Extracted records:
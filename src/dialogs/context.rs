//! Per-turn dialog orchestration
//!
//! `DialogContext` dispatches Begin, Continue and End against the stack held
//! in the turn's conversation state. Stack mutations land directly in that
//! state, so whatever the outcome the caller persists it once at turn end.
//!
//! A dialog that asks for a child records the request on its own instance
//! until the child is on the stack. If the child fails to begin, the next
//! turn begins it again instead of handing user input to the parent.

use serde::{Deserialize, Serialize};
use serde_json::Value;
use tracing::debug;

use crate::state::TurnContext;
use crate::utils::errors::{AgentBuddyError, Result};
use crate::utils::logging::log_dialog_transition;
use super::instance::{DialogAction, DialogInstance, DialogStack, DialogTurnResult};
use super::registry::DialogRegistry;

const PENDING_CHILD_KEY: &str = "pendingChild";

/// A child the parent asked for that is not on the stack yet
#[derive(Debug, Clone, Serialize, Deserialize)]
#[serde(rename_all = "camelCase")]
struct PendingChild {
    dialog_id: String,
    #[serde(default)]
    options: Value,
}

enum Dispatch {
    Continue,
    Resume(Value),
}

pub struct DialogContext<'a> {
    registry: &'a DialogRegistry,
    turn: &'a mut TurnContext,
}

impl<'a> DialogContext<'a> {
    pub(crate) fn new(registry: &'a DialogRegistry, turn: &'a mut TurnContext) -> Self {
        Self { registry, turn }
    }

    pub fn turn(&mut self) -> &mut TurnContext {
        &mut *self.turn
    }

    pub fn stack(&self) -> &DialogStack {
        &self.turn.conversation_state.dialog_stack
    }

    fn stack_mut(&mut self) -> &mut DialogStack {
        &mut self.turn.conversation_state.dialog_stack
    }

    pub fn active_dialog(&self) -> Option<&DialogInstance> {
        self.stack().top()
    }

    /// Push `dialog_id` and begin it with `options`.
    ///
    /// An unregistered id fails with `UnknownDialog` and leaves the stack as it was.
    pub async fn begin_dialog(&mut self, dialog_id: &str, options: Value) -> Result<DialogTurnResult> {
        let action = self.push_and_begin(dialog_id, options).await?;
        self.drive(action).await
    }

    /// Hand the turn input to the top dialog
    pub async fn continue_dialog(&mut self) -> Result<DialogTurnResult> {
        if self.stack().is_empty() {
            return Ok(DialogTurnResult::Empty);
        }
        let pending = self
            .active_dialog()
            .and_then(|top| top.get::<PendingChild>(PENDING_CHILD_KEY));
        let action = match pending {
            Some(child) => {
                debug!(dialog_id = %child.dialog_id, "Beginning child that failed to start");
                DialogAction::BeginChild {
                    dialog_id: child.dialog_id,
                    options: child.options,
                }
            }
            None => self.dispatch_top(Dispatch::Continue).await?,
        };
        self.drive(action).await
    }

    /// Pop the top dialog and resume its parent with `result`
    pub async fn end_dialog(&mut self, result: Value) -> Result<DialogTurnResult> {
        if self.stack().is_empty() {
            return Ok(DialogTurnResult::Empty);
        }
        self.drive(DialogAction::End(result)).await
    }

    /// Drop every active dialog, returning how many were removed
    pub fn cancel_all_dialogs(&mut self) -> usize {
        let count = self.stack().len();
        self.stack_mut().clear();
        count
    }

    async fn drive(&mut self, mut action: DialogAction) -> Result<DialogTurnResult> {
        loop {
            action = match action {
                DialogAction::Wait => return Ok(DialogTurnResult::Waiting),
                DialogAction::BeginChild { dialog_id, options } => {
                    self.begin_child(dialog_id, options).await?
                }
                DialogAction::End(result) => {
                    if let Some(ended) = self.stack_mut().pop() {
                        self.log_transition(&ended.dialog_id, "end");
                    }
                    if self.stack().is_empty() {
                        return Ok(DialogTurnResult::Complete(result));
                    }
                    self.dispatch_top(Dispatch::Resume(result)).await?
                }
            };
        }
    }

    async fn push_and_begin(&mut self, dialog_id: &str, options: Value) -> Result<DialogAction> {
        self.turn.ensure_active()?;
        let dialog = self.registry.find(dialog_id)?;

        let mut instance = DialogInstance::new(dialog_id);
        let action = dialog.begin(&mut *self.turn, &mut instance, options).await?;
        // Whatever sits below is now this dialog's parent
        if let Some(parent) = self.stack_mut().top_mut() {
            parent.remove(PENDING_CHILD_KEY);
        }
        self.stack_mut().push(instance);
        self.log_transition(dialog_id, "begin");
        Ok(action)
    }

    /// Begin a child of the top dialog, recording it on the parent first
    async fn begin_child(&mut self, dialog_id: String, options: Value) -> Result<DialogAction> {
        self.registry.find(&dialog_id)?;
        if let Some(parent) = self.stack_mut().top_mut() {
            parent.set(
                PENDING_CHILD_KEY,
                PendingChild {
                    dialog_id: dialog_id.clone(),
                    options: options.clone(),
                },
            )?;
        }
        self.push_and_begin(&dialog_id, options).await
    }

    async fn dispatch_top(&mut self, dispatch: Dispatch) -> Result<DialogAction> {
        self.turn.ensure_active()?;
        let mut instance = self.stack_mut().pop().ok_or_else(|| AgentBuddyError::InvalidStateTransition {
            from: "empty stack".to_string(),
            to: "dispatch".to_string(),
        })?;

        let dialog = match self.registry.find(&instance.dialog_id) {
            Ok(dialog) => dialog,
            Err(e) => {
                self.stack_mut().push(instance);
                return Err(e);
            }
        };

        let transition = match &dispatch {
            Dispatch::Continue => "continue",
            Dispatch::Resume(_) => "resume",
        };
        let result = match dispatch {
            Dispatch::Continue => dialog.continue_dialog(&mut *self.turn, &mut instance).await,
            Dispatch::Resume(value) => dialog.resume(&mut *self.turn, &mut instance, value).await,
        };

        let dialog_id = instance.dialog_id.clone();
        self.stack_mut().push(instance);
        self.log_transition(&dialog_id, transition);
        result
    }

    fn log_transition(&self, dialog_id: &str, transition: &str) {
        log_dialog_transition(
            &self.turn.reference.conversation_id,
            dialog_id,
            transition,
            self.stack().len(),
        );
    }
}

• WORK TO COMPLETE:
Looking at the data above, show all lines where the word "crate" occurs.

• WRITTEN ANSWER:
use crate::state::TurnContext;
use crate::utils::errors::{AgentBuddyError, Result};
use crate::utils::logging::log_dialog_transition;
    pub(crate) fn new(registry: &'a DialogRegistry, turn: &'a mut TurnContext) -> Self {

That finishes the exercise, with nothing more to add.